The function you're looking for is the list constructor. In your inductive case, you have
(((intersect ( Set.toList $ head $ Set.toList $ mnozP) (a)) ++ (( Set.toList $ head $ Set.toList $ mnozP) \\ (a))) ++ findY ( Set.fromList $ tail $ Set.toList $ mnozP) (a))
which is just
as ++ bs ++ cs
where cs is the result of the recursive call. If findY returns a list of lists, so must the whole expression. By the induction hypothesis, cs is a list of lists. In other words, the expression to the left in exp ++ cs (i.e. as ++ bs) must be a list of lists too. But it's not! intersect and \\ return flat lists, which you concatenate together, getting a new flat list.
To fix that problem you just need to wrap your left expression in a list
[as ++ bs] ++ cs
or use the list constructor
(as ++ bs) : cs
If there's anything else you could get from this, it is that you could have found that out by yourself had the code been written in a more idiomatic way. I'll try to walk you through how I "unpacked" your code.
First, I added a type signature that matched your description.
findY :: Eq a => [[a]] -> [a] -> [[a]]
Interestingly, this change alone would have pointed out the expression in the inductive case was not right.
Then, I got rid of the Set <-> [] conversions. You can either ask for your input to be sets, or just plain lists and make sure there are no duplicates. I went with the latter approach:
findY :: Eq a => [[a]] -> [a] -> [[a]]
findY mnozP a =
if null(mnozP)==False
then (
if (((null(intersect (head mnozP) (a))==False) && (null(( head mnozP) \\ (a))==False)))
then (((intersect ( head mnozP) (a)) ++ (( head mnozP) \\ (a))) ++ findY ( tail mnozP) (a))

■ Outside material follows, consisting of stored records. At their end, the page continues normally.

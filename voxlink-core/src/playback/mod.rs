//! Gapless playback scheduling against a monotonic output clock.
//!
//! ```text
//! start    = max(cursor, sink.now)
//! cursor   = start + duration
//! interrupt: stop all, clear, cursor = sink.now
//! ```
//!
//! Chunks arriving faster than real time queue back to back; a chunk arriving
//! after the queue drained starts immediately instead of at a stale cursor.
//! Shortly before the queued audio runs out the sink is flushed, so audio it
//! holds back for a continuous conversion still plays.

use std::collections::VecDeque;

use tracing::{debug, info, warn};

use crate::{buffering::frame::AudioFrame, error::Result};

/// Remaining queued audio (seconds) at which the sink gets flushed.
const FLUSH_LEAD_SECS: f64 = 0.1;

/// Audio output with a monotonic clock, in seconds of device time.
pub trait PlaybackSink: Send {
    /// Current output clock time.
    fn current_time(&self) -> f64;

    /// Schedule `frame` to start at `start` (output clock seconds).
    fn play_at(&mut self, id: u64, frame: &AudioFrame, start: f64) -> Result<()>;

    /// Stop a scheduled or playing entry immediately. Unknown ids are ignored.
    fn stop(&mut self, id: u64);

    /// Place any audio still held back for entries already scheduled.
    fn flush(&mut self) {}

    /// Release the output device. Idempotent.
    fn release(&mut self);
}

/// One entry in the playback queue.
#[derive(Debug, Clone, Copy, PartialEq)]
pub struct ScheduledChunk {
    pub id: u64,
    pub start: f64,
    pub duration: f64,
}

impl ScheduledChunk {
    pub fn end(&self) -> f64 {
        self.start + self.duration
    }
}

/// Owns the output sink, the playback queue and the next-start cursor.
pub struct PlaybackScheduler {
    sink: Box<dyn PlaybackSink>,
    queue: VecDeque<ScheduledChunk>,
    cursor: f64,
    next_id: u64,
    /// Set by `enqueue`, cleared once the sink is flushed or interrupted.
    needs_flush: bool,
    released: bool,
}

impl PlaybackScheduler {
    pub fn new(sink: Box<dyn PlaybackSink>) -> Self {
        Self {
            sink,
            queue: VecDeque::new(),
            cursor: 0.0,
            next_id: 0,
            needs_flush: false,
            released: false,
        }
    }

    /// Schedule a decoded frame right after everything already queued.
    ///
    /// Empty frames are ignored and return `Ok(None)`.
    ///
    /// # Errors
    /// Propagates sink failures; the cursor is left untouched in that case.
    pub fn enqueue(&mut self, frame: &AudioFrame) -> Result<Option<ScheduledChunk>> {
        if frame.is_empty() || frame.duration_secs() <= 0.0 {
            return Ok(None);
        }
        let now = self.sink.current_time();
        let start = self.cursor.max(now);
        let id = self.next_id;
        self.sink.play_at(id, frame, start)?;
        self.next_id += 1;

        let chunk = ScheduledChunk {
            id,
            start,
            duration: frame.duration_secs(),
        };
        self.cursor = chunk.end();
        self.needs_flush = true;
        self.queue.push_back(chunk);
        debug!(
            id,
            start = format_args!("{:.3}", start),
            duration = format_args!("{:.3}", chunk.duration),
            queued = self.queue.len(),
            "audio chunk scheduled"
        );
        Ok(Some(chunk))
    }

    /// Drop entries that have finished playing and flush the sink when the
    /// queue is about to run dry. Returns how many finished.
    pub fn reap(&mut self) -> usize {
        let now = self.sink.current_time();
        if self.needs_flush && self.cursor - now <= FLUSH_LEAD_SECS {
            self.sink.flush();
            self.needs_flush = false;
        }
        let mut finished = 0;
        // Entries never overlap, so finished ones form a prefix.
        while self.queue.front().is_some_and(|c| c.end() <= now) {
            self.queue.pop_front();
            finished += 1;
        }
        finished
    }

    /// Hard-cut everything queued and rebase the cursor on the output clock.
    ///
    /// Returns the number of entries that were cut.
    pub fn interrupt(&mut self) -> usize {
        let cut = self.queue.len();
        for chunk in self.queue.drain(..) {
            self.sink.stop(chunk.id);
        }
        self.cursor = self.sink.current_time();
        self.needs_flush = false;
        if cut > 0 {
            info!(cut, "playback interrupted");
        }
        cut
    }

    /// Interrupt and release the output device. Idempotent.
    pub fn shutdown(&mut self) {
        if self.released {
            return;
        }
        self.interrupt();
        self.sink.release();
        self.released = true;
    }

    /// `true` while any entry is scheduled or playing.
    pub fn is_playing(&self) -> bool {
        !self.queue.is_empty()
    }

    pub fn queue(&self) -> &VecDeque<ScheduledChunk> {
        &self.queue
    }

    pub fn cursor(&self) -> f64 {
        self.cursor
    }

    pub fn now(&self) -> f64 {
        self.sink.current_time()
    }
}

impl Drop for PlaybackScheduler {
    fn drop(&mut self) {
        if !self.released {
            warn!("playback scheduler dropped without shutdown");
            self.shutdown();
        }
    }
}
#[tokio::test]
async fn deactivate_during_device_acquisition_never_connects() {
    let (connector, _peers) = ScriptedConnector::immediate();
    let acquiring = Arc::new(AtomicBool::new(false));
    let mic_released = Arc::new(AtomicBool::new(false));
    let mic = SlowMic {
        delay: Duration::from_millis(200),
        acquiring: Arc::clone(&acquiring),
        released: Arc::clone(&mic_released),
        producer: None,
    };
    let sink = Arc::new(Mutex::new(SinkState::default()));
    let speaker = ManualSpeaker {
        state: Arc::clone(&sink),
    };
    let session = VoiceSession::new(
        SessionConfig::default(),
        Arc::clone(&connector) as Arc<dyn Connector>,
        AudioDevices::new(mic, speaker),
    );
    let mut closed = session.subscribe_closed();

    session.activate("English").expect("activate");
    wait_until(|| acquiring.load(Ordering::SeqCst)).await;
    session.deactivate();
    session.join().await;

    assert_eq!(connector.connect_calls(), 0, "no remote session after close");
    assert_eq!(session.close_reason(), Some(CloseReason::UserRequested));
    assert!(mic_released.load(Ordering::SeqCst));
    assert!(sink.lock().released);
    let event = timeout(WAIT, closed.recv())
        .await
        .expect("closed in time")
        .expect("closed event");
    assert_eq!(event.reason, CloseReason::UserRequested);
    assert!(closed.try_recv().is_err());
}

#[tokio::test]
async fn blank_transcript_delta_is_not_republished() {
    let (connector, mut peers) = ScriptedConnector::immediate();
    let h = harness(connector, Vec::new());
    let mut transcripts = h.session.subscribe_transcript();

    h.session.activate("English").expect("activate");
    let peer = next_peer(&mut peers).await;
    for delta in ["ok", "  ", "", "go"] {
        peer.events
            .send(ServerEvent::TranscriptDelta(delta.into()))
            .expect("send delta");
    }

    let first = next_transcript(&mut transcripts).await;
    let second = next_transcript(&mut transcripts).await;
    assert_eq!(first.text, "ok");
    assert_eq!(second.text, "ok go");
    assert_eq!(second.seq, first.seq + 1);

    h.session.deactivate();
    h.session.join().await;
}

#[tokio::test]
async fn captured_audio_is_forwarded_during_an_inbound_burst() {
    const BURST: usize = 20_000;
    let (connector, mut peers) = ScriptedConnector::immediate();
    let h = harness(connector, vec![0.25; 4096]);

    h.session.activate("English").expect("activate");
    let mut peer = next_peer(&mut peers).await;
    for _ in 0..BURST {
        peer.events
            .send(ServerEvent::TurnComplete)
            .expect("send event");
    }

    timeout(WAIT, peer.outbound.recv())
        .await
        .expect("frame sent in time")
        .expect("link alive");
    let handled = h.session.diagnostics().turns_completed;
    assert!(
        handled < BURST,
        "frame waited for the whole burst ({handled} events handled first)"
    );

    h.session.deactivate();
    h.session.join().await;
}
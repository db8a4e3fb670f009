//! Persistent application settings (JSON file in app data directory).

use std::fs;
use std::path::{Path, PathBuf};
use std::time::Duration;

use serde::{Deserialize, Serialize};
use voxlink_core::{
    session::{persona, DEFAULT_MODEL, DEFAULT_VOICE},
    GeminiLiveConfig, SessionConfig,
};

#[derive(Debug, Clone, Serialize, Deserialize)]
#[serde(rename_all = "camelCase")]
#[serde(default)]
pub struct AppSettings {
    pub preferred_input_device: Option<String>,
    pub preferred_output_device: Option<String>,
    pub language: String,
    pub model: String,
    pub voice: Option<String>,
    /// A built-in preset name (`cyberbuddy`, `assistant`) or a full prompt.
    pub persona: String,
    pub api_key: Option<String>,
    pub endpoint: Option<String>,
    pub output_transcription: bool,
    pub frame_samples: usize,
    pub connect_timeout_secs: u64,
}

impl Default for AppSettings {
    fn default() -> Self {
        Self {
            preferred_input_device: None,
            preferred_output_device: None,
            language: "English".into(),
            model: DEFAULT_MODEL.into(),
            voice: Some(DEFAULT_VOICE.into()),
            persona: "cyberbuddy".into(),
            api_key: None,
            endpoint: None,
            output_transcription: true,
            frame_samples: 4_096,
            connect_timeout_secs: 15,
        }
    }
}

impl AppSettings {
    pub fn normalize(&mut self) {
        let defaults = AppSettings::default();
        self.preferred_input_device = trimmed(self.preferred_input_device.take());
        self.preferred_output_device = trimmed(self.preferred_output_device.take());
        self.voice = trimmed(self.voice.take());
        self.api_key = trimmed(self.api_key.take());
        self.endpoint = trimmed(self.endpoint.take());
        self.language = self.language.trim().to_string();
        if self.language.is_empty() {
            self.language = defaults.language;
        }
        self.model = self.model.trim().to_string();
        if self.model.is_empty() {
            self.model = defaults.model;
        }
        if self.persona.trim().is_empty() {
            self.persona = defaults.persona;
        }
        self.frame_samples = self.frame_samples.clamp(512, 16_384);
        self.connect_timeout_secs = self.connect_timeout_secs.clamp(1, 120);
    }

    /// Overlay `VOXLINK_API_KEY` / `GEMINI_API_KEY` and `VOXLINK_LANGUAGE`.
    pub fn apply_env_overrides(&mut self) {
        self.apply_overrides_from(|key| std::env::var(key).ok());
    }

    pub fn apply_overrides_from(&mut self, lookup: impl Fn(&str) -> Option<String>) {
        if let Some(key) = lookup("VOXLINK_API_KEY").or_else(|| lookup("GEMINI_API_KEY")) {
            self.api_key = Some(key);
        }
        if let Some(language) = lookup("VOXLINK_LANGUAGE") {
            self.language = language;
        }
        self.normalize();
    }

    pub fn session_config(&self) -> SessionConfig {
        SessionConfig {
            frame_samples: self.frame_samples,
            model: self.model.clone(),
            voice: self.voice.clone(),
            persona: persona::preset(&self.persona)
                .map(str::to_string)
                .unwrap_or_else(|| self.persona.clone()),
            output_transcription: self.output_transcription,
            ..SessionConfig::default()
        }
    }

    pub fn gemini_config(&self) -> GeminiLiveConfig {
        let mut config = GeminiLiveConfig::with_api_key(self.api_key.clone().unwrap_or_default());
        if let Some(endpoint) = &self.endpoint {
            config.endpoint = endpoint.clone();
        }
        config.connect_timeout = Duration::from_secs(self.connect_timeout_secs);
        config
    }
}

fn trimmed(value: Option<String>) -> Option<String> {
    value
        .map(|v| v.trim().to_string())
        .filter(|v| !v.is_empty())
}

pub fn default_settings_path() -> PathBuf {
    #[cfg(target_os = "windows")]
    {
        std::env::var_os("APPDATA")
            .map(PathBuf::from)
            .unwrap_or_else(|| PathBuf::from("."))
            .join("Lattice Labs")
            .join("VoxLink")
            .join("settings.json")
    }
    #[cfg(not(target_os = "windows"))]
    {
        std::env::var_os("XDG_DATA_HOME")
            .map(PathBuf::from)
            .unwrap_or_else(|| {
                std::env::var_os("HOME")
                    .map(PathBuf::from)
                    .unwrap_or_else(|| PathBuf::from("/tmp"))
                    .join(".local")
                    .join("share")
            })
            .join("voxlink")
            .join("settings.json")
    }
}

pub fn load_settings(path: &Path) -> AppSettings {
    let mut settings = fs::read_to_string(path)
        .ok()
        .and_then(|raw| serde_json::from_str::<AppSettings>(&raw).ok())
        .unwrap_or_default();
    settings.normalize();
    settings
}

pub fn save_settings(path: &Path, settings: &AppSettings) -> std::io::Result<()> {
    if let Some(parent) = path.parent() {
        fs::create_dir_all(parent)?;
    }
    let json = serde_json::to_string_pretty(settings).map_err(std::io::Error::other)?;
    fs::write(path, json)
}
/// Accumulated model transcript for the current turn.
#[derive(Debug, Default, Clone)]
pub struct TranscriptBuffer {
    text: String,
}

impl TranscriptBuffer {
    pub fn new() -> Self {
        Self::default()
    }

    /// Append a delta, space-separated, and return the trimmed result.
    pub fn append(&mut self, delta: &str) -> &str {
        let joined = format!("{} {}", self.text, delta);
        self.text = joined.trim().to_string();
        &self.text
    }

    /// Clear at a turn boundary.
    pub fn clear(&mut self) {
        self.text.clear();
    }

    pub fn as_str(&self) -> &str {
        &self.text
    }

    pub fn is_empty(&self) -> bool {
        self.text.is_empty()
    }
}

#[cfg(test)]
mod tests {
    use super::TranscriptBuffer;

    #[test]
    fn deltas_join_with_single_space_and_trim() {
        let mut buf = TranscriptBuffer::new();
        assert_eq!(buf.append("Hel"), "Hel");
        assert_eq!(buf.append("lo "), "Hel lo");
        buf.clear();
        assert!(buf.is_empty());
        assert_eq!(buf.append("Hi"), "Hi");
    }

    #[test]
    fn whitespace_only_delta_keeps_text() {
        let mut buf = TranscriptBuffer::new();
        buf.append("ok");
        assert_eq!(buf.append("  "), "ok");
    }
}
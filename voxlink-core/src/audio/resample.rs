//! Fixed-ratio sample-rate conversion using a rubato `FastFixedIn` resampler.
//!
//! Used in both directions: device rate → 16 kHz on the capture side and
//! 24 kHz → device rate on the playback side. Equal rates skip rubato entirely.
//!
//! The converter treats everything fed since the last [`RateConverter::reset`]
//! as one continuous signal. Feeding it in pieces yields the same samples as
//! feeding it whole; only [`RateConverter::finish`] pads with silence.

use rubato::{FastFixedIn, PolynomialDegree, Resampler};
use tracing::error;

use crate::error::{Result, VoiceError};

/// Converts mono f32 audio from one fixed sample rate to another.
pub struct RateConverter {
    /// `None` when `from_rate == to_rate`.
    resampler: Option<FastFixedIn<f32>>,
    /// Input carried over between calls until a full block is available.
    pending: Vec<f32>,
    block_size: usize,
    output_buf: Vec<Vec<f32>>,
    from_rate: u32,
    to_rate: u32,
    /// Leading output samples still owed to the interpolator's delay.
    delay_left: usize,
    /// Input samples fed since the last reset.
    consumed: u64,
    /// Output samples handed out since the last reset.
    emitted: u64,
}

impl RateConverter {
    /// # Errors
    /// `VoiceError::Device` if rubato rejects the ratio or block size.
    pub fn new(from_rate: u32, to_rate: u32, block_size: usize) -> Result<Self> {
        if from_rate == 0 || to_rate == 0 {
            return Err(VoiceError::Device(format!(
                "invalid resample rates {from_rate} -> {to_rate}"
            )));
        }
        if from_rate == to_rate {
            return Ok(Self {
                resampler: None,
                pending: Vec::new(),
                block_size,
                output_buf: Vec::new(),
                from_rate,
                to_rate,
                delay_left: 0,
                consumed: 0,
                emitted: 0,
            });
        }

        let resampler = FastFixedIn::<f32>::new(
            to_rate as f64 / from_rate as f64,
            1.0,
            PolynomialDegree::Cubic,
            block_size,
            1,
        )
        .map_err(|e| VoiceError::Device(format!("resampler init: {e}")))?;
        let output_buf = vec![vec![0f32; resampler.output_frames_max()]; 1];
        let delay_left = resampler.output_delay();

        tracing::debug!(from_rate, to_rate, block_size, delay_left, "resampler ready");

        Ok(Self {
            resampler: Some(resampler),
            pending: Vec::new(),
            block_size,
            output_buf,
            from_rate,
            to_rate,
            delay_left,
            consumed: 0,
            emitted: 0,
        })
    }

    /// Feed the next piece of the signal; returns whatever full blocks
    /// produced (may be empty). The tail stays inside until more input
    /// arrives or [`finish`](Self::finish) is called.
    pub fn process(&mut self, samples: &[f32]) -> Vec<f32> {
        if self.is_passthrough() {
            return samples.to_vec();
        }
        self.consumed += samples.len() as u64;
        self.feed(samples)
    }

    /// Emit the held-back tail of the current signal and start a new one.
    ///
    /// Over the whole signal, `process` plus `finish` return exactly
    /// `input_len * to_rate / from_rate` samples.
    pub fn finish(&mut self) -> Vec<f32> {
        if self.is_passthrough() {
            return Vec::new();
        }
        let expected = self.consumed * self.to_rate as u64 / self.from_rate as u64;
        let owed = expected.saturating_sub(self.emitted) as usize;
        let mut tail = Vec::with_capacity(owed);
        // The tail is at most one block plus the interpolator's reach.
        for _ in 0..3 {
            if tail.len() >= owed {
                break;
            }
            let pad = vec![0f32; self.block_size - self.pending.len() % self.block_size];
            tail.extend(self.feed(&pad));
        }
        tail.truncate(owed);
        self.reset();
        tail
    }

    /// Drop the current signal without emitting its tail.
    pub fn reset(&mut self) {
        self.pending.clear();
        self.consumed = 0;
        self.emitted = 0;
        if let Some(resampler) = self.resampler.as_mut() {
            resampler.reset();
            self.delay_left = resampler.output_delay();
        }
    }

    /// `true` while input is held that `finish` would still have to emit.
    pub fn has_tail(&self) -> bool {
        !self.is_passthrough() && self.consumed > 0
    }

    pub fn is_passthrough(&self) -> bool {
        self.resampler.is_none()
    }

    fn feed(&mut self, samples: &[f32]) -> Vec<f32> {
        let Some(ref mut resampler) = self.resampler else {
            return samples.to_vec();
        };

        self.pending.extend_from_slice(samples);
        let mut out = Vec::new();
        while self.pending.len() >= self.block_size {
            let block = &self.pending[..self.block_size];
            match resampler.process_into_buffer(&[block], &mut self.output_buf, None) {
                Ok((_, produced)) => {
                    let skip = self.delay_left.min(produced);
                    self.delay_left -= skip;
                    out.extend_from_slice(&self.output_buf[0][skip..produced]);
                }
                Err(e) => error!("resampler process error: {e}"),
            }
            self.pending.drain(..self.block_size);
        }
        self.emitted += out.len() as u64;
        out
    }
}

#[cfg(test)]
mod tests {
    use super::*;

    fn sine(len: usize, rate: f32) -> Vec<f32> {
        (0..len)
            .map(|i| (i as f32 * 440.0 * std::f32::consts::TAU / rate).sin() * 0.5)
            .collect()
    }

    #[test]
    fn passthrough_identity() {
        let mut rc = RateConverter::new(16_000, 16_000, 1024).expect("converter");
        assert!(rc.is_passthrough());
        let samples: Vec<f32> = (0..480).map(|i| i as f32 * 0.001).collect();
        assert_eq!(rc.process(&samples), samples);
        assert!(rc.finish().is_empty());
    }

    #[test]
    fn downsample_48k_to_16k_length() {
        let mut rc = RateConverter::new(48_000, 16_000, 960).expect("converter");
        let out = rc.process(&vec![0.0f32; 960]);
        assert!(
            (out.len() as isize - 320).unsigned_abs() <= 10,
            "output len={}",
            out.len()
        );
    }

    #[test]
    fn partial_block_is_held_back() {
        let mut rc = RateConverter::new(48_000, 16_000, 960).expect("converter");
        assert!(rc.process(&vec![0.0f32; 500]).is_empty());
        assert!(rc.has_tail());
        assert!(!rc.process(&vec![0.0f32; 500]).is_empty());
    }

    #[test]
    fn finish_emits_exact_length() {
        let mut rc = RateConverter::new(24_000, 48_000, 480).expect("converter");
        let mut out = rc.process(&vec![0.1f32; 1_000]);
        out.extend(rc.finish());
        assert_eq!(out.len(), 2_000);
        assert!(!rc.has_tail());

        let mut rc = RateConverter::new(24_000, 44_100, 480).expect("converter");
        let mut out = rc.process(&vec![0.1f32; 1_000]);
        out.extend(rc.finish());
        assert_eq!(out.len(), 1_837);
    }

    #[test]
    fn split_signal_matches_whole_signal() {
        let signal = sine(2_000, 24_000.0);
        for to_rate in [48_000, 44_100] {
            let mut whole = RateConverter::new(24_000, to_rate, 480).expect("converter");
            let mut expected = whole.process(&signal);
            expected.extend(whole.finish());

            let mut split = RateConverter::new(24_000, to_rate, 480).expect("converter");
            let mut actual = split.process(&signal[..1_000]);
            actual.extend(split.process(&signal[1_000..]));
            actual.extend(split.finish());

            assert_eq!(actual, expected, "to_rate={to_rate}");
        }
    }

    #[test]
    fn no_silence_at_the_seam() {
        let signal = sine(2_000, 24_000.0);
        let mut rc = RateConverter::new(24_000, 48_000, 480).expect("converter");
        let mut out = rc.process(&signal[..1_000]);
        out.extend(rc.process(&signal[1_000..]));
        out.extend(rc.finish());
        let longest_zero_run = out
            .split(|s| *s != 0.0)
            .map(<[f32]>::len)
            .max()
            .unwrap_or(0);
        assert!(longest_zero_run <= 2, "zero run of {longest_zero_run}");
    }

    #[test]
    fn reset_discards_the_tail() {
        let mut rc = RateConverter::new(24_000, 48_000, 480).expect("converter");
        rc.process(&vec![0.3f32; 700]);
        rc.reset();
        assert!(!rc.has_tail());
        assert!(rc.finish().is_empty());
    }

    #[test]
    fn rejects_zero_rate() {
        assert!(RateConverter::new(0, 16_000, 960).is_err());
    }
}
//! Events a voice session publishes to its UI collaborator.
//!
//! | Event | Subscription |
//! |-------|--------------|
//! | `SessionStatusEvent` | `VoiceSession::subscribe_status` |
//! | `TranscriptEvent` | `VoiceSession::subscribe_transcript` |
//! | `SessionClosedEvent` | `VoiceSession::subscribe_closed` |

use serde::{Deserialize, Serialize};

// ---------------------------------------------------------------------------
// Status
// ---------------------------------------------------------------------------

/// What the voice overlay should show.
#[derive(Debug, Clone, Copy, PartialEq, Eq, Serialize, Deserialize)]
#[serde(rename_all = "lowercase")]
pub enum SessionStatus {
    /// Not activated, or closed.
    Idle,
    /// Devices being acquired / transport handshake in flight.
    Connecting,
    /// Open, microphone streaming, nothing playing.
    Listening,
    /// Model audio scheduled or playing.
    Speaking,
}

impl SessionStatus {
    pub fn is_active(self) -> bool {
        matches!(self, SessionStatus::Listening | SessionStatus::Speaking)
    }
}

impl std::fmt::Display for SessionStatus {
    fn fmt(&self, f: &mut std::fmt::Formatter<'_>) -> std::fmt::Result {
        let s = match self {
            SessionStatus::Idle => "idle",
            SessionStatus::Connecting => "connecting",
            SessionStatus::Listening => "listening",
            SessionStatus::Speaking => "speaking",
        };
        f.write_str(s)
    }
}

/// Published whenever the status changes.
#[derive(Debug, Clone, Serialize, Deserialize)]
#[serde(rename_all = "camelCase")]
pub struct SessionStatusEvent {
    pub status: SessionStatus,
    /// Optional human-readable detail (e.g. why the session went idle).
    pub detail: Option<String>,
}

// ---------------------------------------------------------------------------
// Transcript
// ---------------------------------------------------------------------------

/// Full transcript text of the current turn. Empty text marks a turn boundary.
#[derive(Debug, Clone, Serialize, Deserialize)]
#[serde(rename_all = "camelCase")]
pub struct TranscriptEvent {
    /// Monotonically increasing event sequence number.
    pub seq: u64,
    pub text: String,
}

// ---------------------------------------------------------------------------
// Lifecycle
// ---------------------------------------------------------------------------

/// Why a session reached its terminal state.
#[derive(Debug, Clone, PartialEq, Eq, Serialize, Deserialize)]
#[serde(rename_all = "camelCase", tag = "kind", content = "message")]
pub enum CloseReason {
    /// `deactivate()` was called.
    UserRequested,
    /// Microphone or speaker could not be acquired.
    DeviceFailure(String),
    /// The transport handshake failed.
    OpenFailed(String),
    /// The transport failed or was closed by the remote after opening.
    TransportFailure(String),
}

impl CloseReason {
    /// Whether the overlay should be dismissed as a failure.
    pub fn is_error(&self) -> bool {
        !matches!(self, CloseReason::UserRequested)
    }

    pub fn detail(&self) -> Option<&str> {
        match self {
            CloseReason::UserRequested => None,
            CloseReason::DeviceFailure(m)
            | CloseReason::OpenFailed(m)
            | CloseReason::TransportFailure(m) => Some(m),
        }
    }
}

/// Published exactly once when the session closes.
#[derive(Debug, Clone, Serialize, Deserialize)]
#[serde(rename_all = "camelCase")]
pub struct SessionClosedEvent {
    pub reason: CloseReason,
}
//! # voxlink-core
//!
//! Duplex realtime voice session SDK.
//!
//! ## Architecture
//!
//! ```text
//! Microphone → SPSC RingBuffer → CapturePipeline (resample, 4096-sample frames)
//!                                        │ codec::encode, try_send
//!                                        ▼
//!                          VoiceSession loop ──► TransportSession ──► remote model
//!                                        ▲                               │
//!                        ServerEvent ────┴───────────────────────────────┘
//!                              │
//!              ┌───────────────┼──────────────────┐
//!      codec::decode   TranscriptBuffer     Interrupted
//!              │               │                  │
//!     PlaybackScheduler   broadcast::Sender   scheduler.interrupt()
//!              │          <TranscriptEvent>
//!        PlaybackSink (output timeline)
//! ```
//!
//! Audio callbacks never block. All per-session state lives on one tokio task.

#![forbid(unsafe_code)]
#![warn(clippy::all)]

pub mod audio;
pub mod buffering;
pub mod capture;
pub mod codec;
pub mod error;
pub mod ipc;
pub mod playback;
pub mod session;
pub mod transport;

// Convenience re-exports for downstream crates
pub use audio::{AudioDevices, Microphone, Speaker};
pub use codec::EncodedChunk;
pub use error::{Result, VoiceError};
pub use ipc::events::{
    CloseReason, SessionClosedEvent, SessionStatus, SessionStatusEvent, TranscriptEvent,
};
pub use playback::PlaybackSink;
pub use session::{diagnostics::DiagnosticsSnapshot, SessionConfig, VoiceSession};
pub use transport::{
    gemini::{GeminiLiveConfig, GeminiLiveConnector},
    Connector, OpenRequest, ServerEvent,
};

else findY ( tail mnozP) (a)
)
else []
findY _ a = []
findY _ _ = []
It's already getting clearer. There's loads of () you can get rid of too. In Haskell, function application is just the space character. So instead of writing f(x), like you would in many languages, you write f x and surround with parentheses only to disambiguate expressions:
findY :: Eq a => [[a]] -> [a] -> [[a]]
findY mnozP a =
if (null mnozP) == False
then
if (null (intersect (head mnozP) a) == False) && (null (head mnozP \\ a) == False)
then (intersect (head mnozP) a) ++ (head mnozP \\ a) ++ findY (tail mnozP) a
else findY (tail mnozP) a
else []
findY _ a = []
findY _ _ = []
Next, notice the many repetitions of head and tail. You could bind these to variables with a let expression, but there's a better way. Haskell allows you to pattern match on the arguments in order to choose what branch should be evaluated depending on the input. Here, we only need to know if the list has a head and a tail, which happens to be exactly how you pattern match a non-empty list:
findY :: Eq a => [[a]] -> [a] -> [[a]]
findY (xs : xss) a =
if (null (intersect xs a) == False) && (null (xs \\ a) == False)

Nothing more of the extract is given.